Inflammasomes are multiprotein intracellular complexes composed of innate immune system receptors and sensors; they activate the inflammatory cascade in response to infectious microbes and/or molecules derived from host proteins. Because of cytokine secretion, inflammasomes can induce amplified systemic responses, its dysregulation can exacerbate symptoms in infectious diseases, and it has been related to the development of autoimmune diseases, inflammatory disorders, and even cancer. Obesity is associated with a chronic low-grade inflammation, in which circulating proinflammatory cytokines are elevated. Some publications describe changes in inflammation markers as a consequence of obesity, but others suggest that chronic inflammation might cause obesity (e.g., C-reactive protein): these assumptions reflect the difficulty of identifying the appropriate role of inflammation as cause or consequence of obesity and its related complications.

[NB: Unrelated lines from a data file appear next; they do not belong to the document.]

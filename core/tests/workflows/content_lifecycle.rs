// SPDX-FileCopyrightText: 2025-2026 Zexin Yuan <aim@yzx9.xyz>
//
// SPDX-License-Identifier: Apache-2.0

//! Content item lifecycle workflow tests.

use plancal_core::{
    Config, ContentConditions, ContentPatch, ContentSortKey, Id, Platform, SortOrder, Stage,
};

use crate::common::{
    assert_content_matches_draft, assert_names, new_planner, setup_temp_dirs, test_config,
    test_content_draft,
};

#[tokio::test]
async fn content_lifecycle_create_with_config_defaults() {
    // Arrange
    let temp_dirs = setup_temp_dirs().await.unwrap();
    let config = Config {
        default_timeline_days: 5,
        default_platform: Platform::Podcast,
        ..test_config(&temp_dirs.state_dir)
    };
    let planner = new_planner(config).await;
    let category = planner.new_category("Interviews").await.unwrap();

    // Act
    let mut draft = planner.default_content_draft();
    draft.category_id = category.short_id.unwrap().to_string();
    draft.name = "Episode 1".to_string();
    let item = planner.new_content(draft).await.unwrap();

    // Assert
    assert_eq!(item.category_id, category.id);
    assert_eq!(item.timeline_days, 5);
    assert_eq!(item.social, Platform::Podcast);
    assert_eq!(item.stage, Stage::Idea);
    assert!(!item.is_scheduled());
    assert_eq!(item.category.unwrap().name, "Interviews");
}

#[tokio::test]
async fn content_lifecycle_requires_existing_category() {
    let temp_dirs = setup_temp_dirs().await.unwrap();
    let planner = new_planner(test_config(&temp_dirs.state_dir)).await;

    let err = planner
        .new_content(test_content_draft("no-such-category", "Orphan"))
        .await
        .unwrap_err();

    assert!(err.to_string().contains("Category not found"));
}

#[tokio::test]
async fn content_lifecycle_edit_and_advance_to_posted() {
    // Arrange
    let temp_dirs = setup_temp_dirs().await.unwrap();
    let planner = new_planner(test_config(&temp_dirs.state_dir)).await;
    let category = planner.new_category("Cooking").await.unwrap();
    let mut draft = test_content_draft(&category.id, "Pasta");
    draft.raw_file_urls = vec![" https://raw.test/1 ".to_string(), String::new()];
    let item = planner.new_content(draft).await.unwrap();
    let id = Id::ShortIdOrUid(item.short_id.unwrap().to_string());
    assert_eq!(item.raw_file_urls, vec!["https://raw.test/1".to_string()]);

    // Act - edit fields
    let patch = ContentPatch {
        name: Some("Fresh Pasta".to_string()),
        final_url: Some(Some("https://final.test".to_string())),
        timeline_days: Some(4),
        ..Default::default()
    };
    let edited = planner.update_content(&id, patch).await.unwrap();
    assert_eq!(edited.name, "Fresh Pasta");
    assert_eq!(edited.final_url.as_deref(), Some("https://final.test"));
    assert_eq!(edited.timeline_days, 4);
    assert_eq!(edited.short_id, item.short_id);

    // Act - walk through every stage
    let mut stages = vec![edited.stage];
    loop {
        match planner.advance_stage(&id).await {
            Ok(advanced) => stages.push(advanced.stage),
            Err(err) => {
                assert!(err.to_string().contains("already Posted"));
                break;
            }
        }
    }

    // Assert
    assert_eq!(stages, Stage::ALL);
}

#[tokio::test]
async fn content_lifecycle_rejects_invalid_patch() {
    let temp_dirs = setup_temp_dirs().await.unwrap();
    let planner = new_planner(test_config(&temp_dirs.state_dir)).await;
    let category = planner.new_category("Cooking").await.unwrap();
    let item = planner
        .new_content(test_content_draft(&category.id, "Pasta"))
        .await
        .unwrap();

    let patch = ContentPatch {
        timeline_days: Some(0),
        ..Default::default()
    };
    assert!(planner.update_content(&Id::Uid(item.id), patch).await.is_err());
}

#[tokio::test]
async fn content_lifecycle_move_between_categories() {
    // Arrange
    let temp_dirs = setup_temp_dirs().await.unwrap();
    let planner = new_planner(test_config(&temp_dirs.state_dir)).await;
    let cooking = planner.new_category("Cooking").await.unwrap();
    let travel = planner.new_category("Travel").await.unwrap();
    let item = planner
        .new_content(test_content_draft(&cooking.id, "Street food"))
        .await
        .unwrap();

    // Act
    let patch = ContentPatch {
        category_id: Some(travel.short_id.unwrap().to_string()),
        ..Default::default()
    };
    let moved = planner
        .update_content(&Id::Uid(item.id.clone()), patch)
        .await
        .unwrap();

    // Assert
    assert_eq!(moved.category_id, travel.id);
    assert_eq!(moved.category.unwrap().name, "Travel");
}

#[tokio::test]
async fn content_lifecycle_list_and_delete() {
    // Arrange
    let temp_dirs = setup_temp_dirs().await.unwrap();
    let planner = new_planner(test_config(&temp_dirs.state_dir)).await;
    let category = planner.new_category("Cooking").await.unwrap();
    let mut drafts = vec![];
    for name in ["Soup", "Bread", "Curry"] {
        let draft = test_content_draft(&category.id, name);
        let item = planner.new_content(draft.clone()).await.unwrap();
        assert_content_matches_draft(&item, &draft);
        drafts.push(item);
    }

    // Act
    let sorted = planner
        .list_contents(
            &ContentConditions::default(),
            &[(ContentSortKey::Name, SortOrder::Asc).into()],
            None,
        )
        .await
        .unwrap();
    let deleted = planner
        .delete_content(&Id::Uid(drafts[0].id.clone()))
        .await
        .unwrap();

    // Assert
    assert_names(&sorted, &["Bread", "Curry", "Soup"]);
    assert_eq!(deleted.name, "Soup");
    assert_eq!(
        planner
            .count_contents(&ContentConditions::default())
            .await
            .unwrap(),
        2
    );
    assert!(planner.get_content(&Id::Uid(deleted.id)).await.is_err());
}

#[tokio::test]
async fn content_lifecycle_short_ids_survive_restart_until_flushed() {
    // Arrange
    let temp_dirs = setup_temp_dirs().await.unwrap();
    let planner = new_planner(test_config(&temp_dirs.state_dir)).await;
    let category = planner.new_category("Cooking").await.unwrap();
    let item = planner
        .new_content(test_content_draft(&category.id, "Pasta"))
        .await
        .unwrap();
    let short_id = item.short_id.unwrap();
    planner.close().await.unwrap();

    // Act
    let planner = new_planner(test_config(&temp_dirs.state_dir)).await;
    let found = planner
        .get_content(&Id::ShortIdOrUid(short_id.to_string()))
        .await
        .unwrap();

    // Assert
    assert_eq!(found.id, item.id);

    // Short ids of the wrong kind are refused
    let category_short = category.short_id.unwrap().to_string();
    assert!(
        planner
            .get_content(&Id::ShortIdOrUid(category_short))
            .await
            .is_err()
    );

    assert_eq!(planner.flush_short_ids().await.unwrap(), 2);
    let renumbered = planner.get_content(&Id::Uid(item.id)).await.unwrap();
    assert_eq!(renumbered.short_id.map(|a| a.get()), Some(1));
}
// SPDX-FileCopyrightText: 2025-2026 Zexin Yuan <aim@yzx9.xyz>
//
// SPDX-License-Identifier: Apache-2.0

use std::error::Error;
use std::num::NonZeroU32;

use crate::localdb::{LocalDb, UidAndShortId};
use crate::{Category, ContentItem, Id, Kind};

/// Hands out short ids for records and resolves them back to uids.
#[derive(Debug, Clone)]
pub struct ShortIds {
    db: LocalDb,
}

impl ShortIds {
    pub fn new(db: LocalDb) -> Self {
        Self { db }
    }

    /// Looks up the record behind a numeric id, if the id is a known short id.
    pub async fn get(&self, id: &Id) -> Result<Option<UidAndShortId>, Box<dyn Error>> {
        let Id::ShortIdOrUid(raw) = id else {
            return Ok(None);
        };
        let Ok(short_id) = raw.parse::<NonZeroU32>() else {
            return Ok(None);
        };
        Ok(self.db.short_ids.get_by_short_id(short_id).await?)
    }

    /// Resolves an id to a uid. Unknown numbers fall through as uids.
    pub async fn get_uid(&self, id: &Id, kind: Kind) -> Result<String, Box<dyn Error>> {
        match self.get(id).await? {
            Some(data) if data.kind == kind => Ok(data.uid),
            Some(data) => Err(format!(
                "Id {id} refers to a {}, not a {}",
                data.kind.as_ref(),
                kind.as_ref()
            )
            .into()),
            None => Ok(id.as_uid().to_string()),
        }
    }

    pub async fn category(&self, mut category: Category) -> Result<Category, Box<dyn Error>> {
        let short_id = self
            .db
            .short_ids
            .get_or_assign_short_id(&category.id, Kind::Category)
            .await?;
        category.short_id = Some(short_id);
        Ok(category)
    }

    pub async fn categories(
        &self,
        categories: Vec<Category>,
    ) -> Result<Vec<Category>, Box<dyn Error>> {
        let mut with_id = Vec::with_capacity(categories.len());
        for category in categories {
            with_id.push(self.category(category).await?);
        }
        Ok(with_id)
    }

    /// Tags a content item, and its embedded category, with short ids.
    pub async fn content(&self, mut item: ContentItem) -> Result<ContentItem, Box<dyn Error>> {
        let short_id = self
            .db
            .short_ids
            .get_or_assign_short_id(&item.id, Kind::Content)
            .await?;
        item.short_id = Some(short_id);

        if let Some(category) = item.category.take() {
            item.category = Some(self.category(category).await?);
        }
        Ok(item)
    }

    pub async fn contents(
        &self,
        items: Vec<ContentItem>,
    ) -> Result<Vec<ContentItem>, Box<dyn Error>> {
        let mut with_id = Vec::with_capacity(items.len());
        for item in items {
            with_id.push(self.content(item).await?);
        }
        Ok(with_id)
    }

    pub async fn remove(&self, uid: &str) -> Result<(), Box<dyn Error>> {
        Ok(self.db.short_ids.remove(uid).await?)
    }

    /// Forgets every short id so numbering restarts from 1.
    pub async fn flush(&self) -> Result<u64, Box<dyn Error>> {
        let count = self.db.short_ids.flush().await?;
        tracing::debug!(count, "flushed short ids");
        Ok(count)
    }
}
// SPDX-FileCopyrightText: 2025-2026 Zexin Yuan <aim@yzx9.xyz>
//
// SPDX-License-Identifier: Apache-2.0

//! Workflow tests against a mocked hosted backend.
//!
//! Data lives on the server while short ids stay in the local state directory.

use std::path::Path;

use jiff::civil::date;
use plancal_core::{BackendConfig, Config, Id, RestConfig, ScheduleError, YearMonth};
use serde_json::json;
use wiremock::matchers::{body_partial_json, header, method, path, query_param};
use wiremock::{Mock, MockServer, ResponseTemplate};

use crate::common::{new_planner, setup_temp_dirs};

fn remote_config(server: &MockServer, state_dir: &Path) -> Config {
    Config {
        state_dir: Some(state_dir.to_path_buf()),
        backend: BackendConfig::Remote(RestConfig {
            base_url: format!("{}/", server.uri()),
            api_key: "anon-key".to_string(),
            ..Default::default()
        }),
        ..Default::default()
    }
}

fn item_json(scheduled: Option<&str>) -> serde_json::Value {
    json!({
        "id": "x1",
        "category_id": "c1",
        "name": "Pasta",
        "raw_file_urls": [],
        "inspo_urls": [],
        "final_url": null,
        "stage": "Script",
        "social": "IG",
        "timeline_days": 2,
        "scheduled_date": scheduled,
        "created_at": "2026-10-01T08:00:00+00:00",
        "updated_at": "2026-10-01T08:00:00+00:00",
        "category": { "id": "c1", "name": "Cooking", "created_at": "2026-10-01T08:00:00+00:00" }
    })
}

async fn mount_get_item(server: &MockServer, scheduled: Option<&str>) {
    Mock::given(method("GET"))
        .and(path("/rest/v1/content_items"))
        .and(query_param("id", "eq.x1"))
        .respond_with(ResponseTemplate::new(200).set_body_json(json!([item_json(scheduled)])))
        .mount(server)
        .await;
}

#[tokio::test]
async fn remote_backend_schedules_with_patch() {
    // Arrange
    let server = MockServer::start().await;
    let temp_dirs = setup_temp_dirs().await.unwrap();
    mount_get_item(&server, None).await;
    Mock::given(method("PATCH"))
        .and(path("/rest/v1/content_items"))
        .and(query_param("id", "eq.x1"))
        .and(header("apikey", "anon-key"))
        .and(body_partial_json(json!({ "scheduled_date": "2026-10-25" })))
        .respond_with(
            ResponseTemplate::new(200).set_body_json(json!([item_json(Some("2026-10-25"))])),
        )
        .expect(1)
        .mount(&server)
        .await;
    let planner = new_planner(remote_config(&server, &temp_dirs.state_dir)).await;

    // Act
    let item = planner
        .schedule(&Id::Uid("x1".to_string()), date(2026, 10, 25))
        .await
        .unwrap();

    // Assert
    assert_eq!(item.scheduled_date, Some(date(2026, 10, 25)));
    assert_eq!(item.short_id.map(|a| a.get()), Some(1));
    assert!(temp_dirs.state_dir.join("plancal.db").exists());
}

#[tokio::test]
async fn remote_backend_refused_drop_sends_nothing() {
    // Arrange
    let server = MockServer::start().await;
    let temp_dirs = setup_temp_dirs().await.unwrap();
    mount_get_item(&server, None).await;
    Mock::given(method("PATCH"))
        .respond_with(ResponseTemplate::new(200))
        .expect(0)
        .mount(&server)
        .await;
    let planner = new_planner(remote_config(&server, &temp_dirs.state_dir)).await;

    // Act
    let err = planner
        .schedule(&Id::Uid("x1".to_string()), date(2026, 10, 20))
        .await
        .unwrap_err();

    // Assert
    assert!(err.downcast_ref::<ScheduleError>().is_some());
}

#[tokio::test]
async fn remote_backend_month_view_and_backlog() {
    // Arrange
    let server = MockServer::start().await;
    let temp_dirs = setup_temp_dirs().await.unwrap();
    Mock::given(method("GET"))
        .and(path("/rest/v1/content_items"))
        .and(query_param("scheduled_date", "gte.2026-10-01"))
        .respond_with(
            ResponseTemplate::new(200).set_body_json(json!([item_json(Some("2026-10-25"))])),
        )
        .mount(&server)
        .await;
    Mock::given(method("GET"))
        .and(path("/rest/v1/content_items"))
        .and(query_param("scheduled_date", "is.null"))
        .respond_with(ResponseTemplate::new(200).set_body_json(json!([])))
        .mount(&server)
        .await;
    let planner = new_planner(remote_config(&server, &temp_dirs.state_dir)).await;

    // Act
    let view = planner
        .month_view(YearMonth::new(2026, 10).unwrap(), None)
        .await
        .unwrap();
    let backlog = planner.backlog(None).await.unwrap();

    // Assert
    let day = view.days().find(|a| a.date == date(2026, 10, 25)).unwrap();
    assert_eq!(day.items.len(), 1);
    assert_eq!(day.items[0].name, "Pasta");
    assert!(backlog.is_empty());
}

#[tokio::test]
async fn remote_backend_delete_category_refused_when_used() {
    // Arrange
    let server = MockServer::start().await;
    let temp_dirs = setup_temp_dirs().await.unwrap();
    Mock::given(method("GET"))
        .and(path("/rest/v1/categories"))
        .and(query_param("id", "eq.c1"))
        .respond_with(ResponseTemplate::new(200).set_body_json(json!([
            { "id": "c1", "name": "Cooking", "created_at": "2026-10-01T08:00:00+00:00" }
        ])))
        .mount(&server)
        .await;
    Mock::given(method("HEAD"))
        .and(path("/rest/v1/content_items"))
        .and(query_param("category_id", "eq.c1"))
        .respond_with(ResponseTemplate::new(200).insert_header("Content-Range", "0-1/2"))
        .mount(&server)
        .await;
    Mock::given(method("DELETE"))
        .respond_with(ResponseTemplate::new(200))
        .expect(0)
        .mount(&server)
        .await;
    let planner = new_planner(remote_config(&server, &temp_dirs.state_dir)).await;

    // Act
    let err = planner
        .delete_category(&Id::Uid("c1".to_string()))
        .await
        .unwrap_err();

    // Assert
    assert!(err.to_string().contains("still has 2 content item"));
}

#[tokio::test]
async fn remote_backend_unknown_number_is_not_found() {
    // Arrange
    let server = MockServer::start().await;
    let temp_dirs = setup_temp_dirs().await.unwrap();
    Mock::given(method("GET"))
        .and(path("/rest/v1/categories"))
        .and(query_param("id", "eq.42"))
        .respond_with(ResponseTemplate::new(400).set_body_json(json!({
            "code": "22P02",
            "message": "invalid input syntax for type uuid: \"42\""
        })))
        .mount(&server)
        .await;
    let planner = new_planner(remote_config(&server, &temp_dirs.state_dir)).await;

    // Act
    let err = planner
        .get_category(&Id::ShortIdOrUid("42".to_string()))
        .await
        .unwrap_err();

    // Assert
    assert_eq!(err.to_string(), "Category not found: 42");
}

Obesity is recognized as a clinical risk factor for developing cardiovascular diseases including atherosclerosis, metabolic syndrome, insulin resistance, and diabetes mellitus. Changes in the expression of inflammasomes are described in some of these obesity-related complications, and moreover, its modulation might exert a beneficial effect in some cases. Despite some contradictory results, most publications suggest a promising clinical effect based on in vitro and in vivo experiments. In this review, we summarized recent publications about inflammasome dysregulation in humans and its relationship with obesity-related comorbidities.